EXERCISE PROMPT: Each record that follows is to be output in full, precisely as written.

Collected data:

========

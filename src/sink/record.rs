// Sink records and the SampleSink trait

use crate::event::PowerState;
use std::fmt;
use std::path::PathBuf;
use thiserror::Error;

/// Errors writing samples or labels
#[derive(Error, Debug)]
pub enum SinkError {
    #[error("Failed to write {path}: {reason}")]
    WriteFailed { path: PathBuf, reason: String },

    #[error("'{0}' exists but is not a directory")]
    NotADirectory(PathBuf),

    #[error("No data directory: pass one explicitly or set DATA_DIR")]
    NoDataDirectory,

    #[error("IO error: {0}")]
    Io(String),
}

impl From<std::io::Error> for SinkError {
    fn from(e: std::io::Error) -> Self {
        Self::Io(e.to_string())
    }
}

/// One accepted sample, as appended to a channel file
#[derive(Debug, Clone, Copy, PartialEq, Eq)]
pub struct SampleRecord {
    pub timecode: i64,
    pub watts: u32,
    /// Present only on the sample where a switchable unit changed state
    pub state: Option<PowerState>,
}

impl fmt::Display for SampleRecord {
    fn fmt(&self, f: &mut fmt::Formatter<'_>) -> fmt::Result {
        write!(f, "{} {}", self.timecode, self.watts)?;
        if let Some(state) = self.state {
            write!(f, " {}", state.as_flag())?;
        }
        Ok(())
    }
}

/// Destination for accepted samples and the channel-name mapping
pub trait SampleSink {
    /// Append a record to `channel`
    fn record(&mut self, channel: u32, record: &SampleRecord) -> Result<(), SinkError>;

    /// Replace the channel-number-to-name mapping
    fn write_labels(&mut self, labels: &[(u32, String)]) -> Result<(), SinkError>;
}

/// Sink that keeps everything in memory
#[derive(Debug, Default, Clone)]
pub struct MemorySink {
    records: Vec<(u32, SampleRecord)>,
    labels: Vec<(u32, String)>,
}

impl MemorySink {
    pub fn new() -> Self {
        Self::default()
    }

    /// Every record, in the order received
    pub fn records(&self) -> &[(u32, SampleRecord)] {
        &self.records
    }

    /// Records written to one channel
    pub fn channel(&self, channel: u32) -> Vec<SampleRecord> {
        self.records
            .iter()
            .filter(|(c, _)| *c == channel)
            .map(|(_, r)| *r)
            .collect()
    }

    pub fn labels(&self) -> &[(u32, String)] {
        &self.labels
    }
}

impl SampleSink for MemorySink {
    fn record(&mut self, channel: u32, record: &SampleRecord) -> Result<(), SinkError> {
        self.records.push((channel, *record));
        Ok(())
    }

    fn write_labels(&mut self, labels: &[(u32, String)]) -> Result<(), SinkError> {
        self.labels = labels.to_vec();
        Ok(())
    }
}

/// An absent sink discards everything
impl<S: SampleSink> SampleSink for Option<S> {
    fn record(&mut self, channel: u32, record: &SampleRecord) -> Result<(), SinkError> {
        match self {
            Some(sink) => sink.record(channel, record),
            None => Ok(()),
        }
    }

    fn write_labels(&mut self, labels: &[(u32, String)]) -> Result<(), SinkError> {
        match self {
            Some(sink) => sink.write_labels(labels),
            None => Ok(()),
        }
    }
}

========

EXERCISE ANSWER:
filename src/sink/record.rs
// Sink records and the SampleSink trait

use crate::event::PowerState;
use std::fmt;
use std::path::PathBuf;
use thiserror::Error;

/// Errors writing samples or labels
#[derive(Error, Debug)]
pub enum SinkError {
    #[error("Failed to write {path}: {reason}")]
    WriteFailed { path: PathBuf, reason: String },

    #[error("'{0}' exists but is not a directory")]
    NotADirectory(PathBuf),

    #[error("No data directory: pass one explicitly or set DATA_DIR")]
    NoDataDirectory,

    #[error("IO error: {0}")]
    Io(String),
}

impl From<std::io::Error> for SinkError {
    fn from(e: std::io::Error) -> Self {
        Self::Io(e.to_string())
    }
}

/// One accepted sample, as appended to a channel file
#[derive(Debug, Clone, Copy, PartialEq, Eq)]
pub struct SampleRecord {
    pub timecode: i64,
    pub watts: u32,
    /// Present only on the sample where a switchable unit changed state
    pub state: Option<PowerState>,
}

impl fmt::Display for SampleRecord {
    fn fmt(&self, f: &mut fmt::Formatter<'_>) -> fmt::Result {
        write!(f, "{} {}", self.timecode, self.watts)?;
        if let Some(state) = self.state {
            write!(f, " {}", state.as_flag())?;
        }
        Ok(())
    }
}

/// Destination for accepted samples and the channel-name mapping
pub trait SampleSink {
    /// Append a record to `channel`
    fn record(&mut self, channel: u32, record: &SampleRecord) -> Result<(), SinkError>;

    /// Replace the channel-number-to-name mapping
    fn write_labels(&mut self, labels: &[(u32, String)]) -> Result<(), SinkError>;
}

/// Sink that keeps everything in memory
#[derive(Debug, Default, Clone)]
pub struct MemorySink {
    records: Vec<(u32, SampleRecord)>,
    labels: Vec<(u32, String)>,
}

impl MemorySink {
    pub fn new() -> Self {
        Self::default()
    }

    /// Every record, in the order received
    pub fn records(&self) -> &[(u32, SampleRecord)] {
        &self.records
    }

    /// Records written to one channel
    pub fn channel(&self, channel: u32) -> Vec<SampleRecord> {
        self.records
            .iter()
            .filter(|(c, _)| *c == channel)
            .map(|(_, r)| *r)
            .collect()
    }

    pub fn labels(&self) -> &[(u32, String)] {
        &self.labels
    }
}

impl SampleSink for MemorySink {
    fn record(&mut self, channel: u32, record: &SampleRecord) -> Result<(), SinkError> {
        self.records.push((channel, *record));
        Ok(())
    }

    fn write_labels(&mut self, labels: &[(u32, String)]) -> Result<(), SinkError> {
        self.labels = labels.to_vec();
        Ok(())
    }
}

/// An absent sink discards everything
impl<S: SampleSink> SampleSink for Option<S> {
    fn record(&mut self, channel: u32, record: &SampleRecord) -> Result<(), SinkError> {
        match self {
            Some(sink) => sink.record(channel, record),
            None => Ok(()),
        }
    }

    fn write_labels(&mut self, labels: &[(u32, String)]) -> Result<(), SinkError> {
        match self {
            Some(sink) => sink.write_labels(labels),
            None => Ok(()),
        }
    }
}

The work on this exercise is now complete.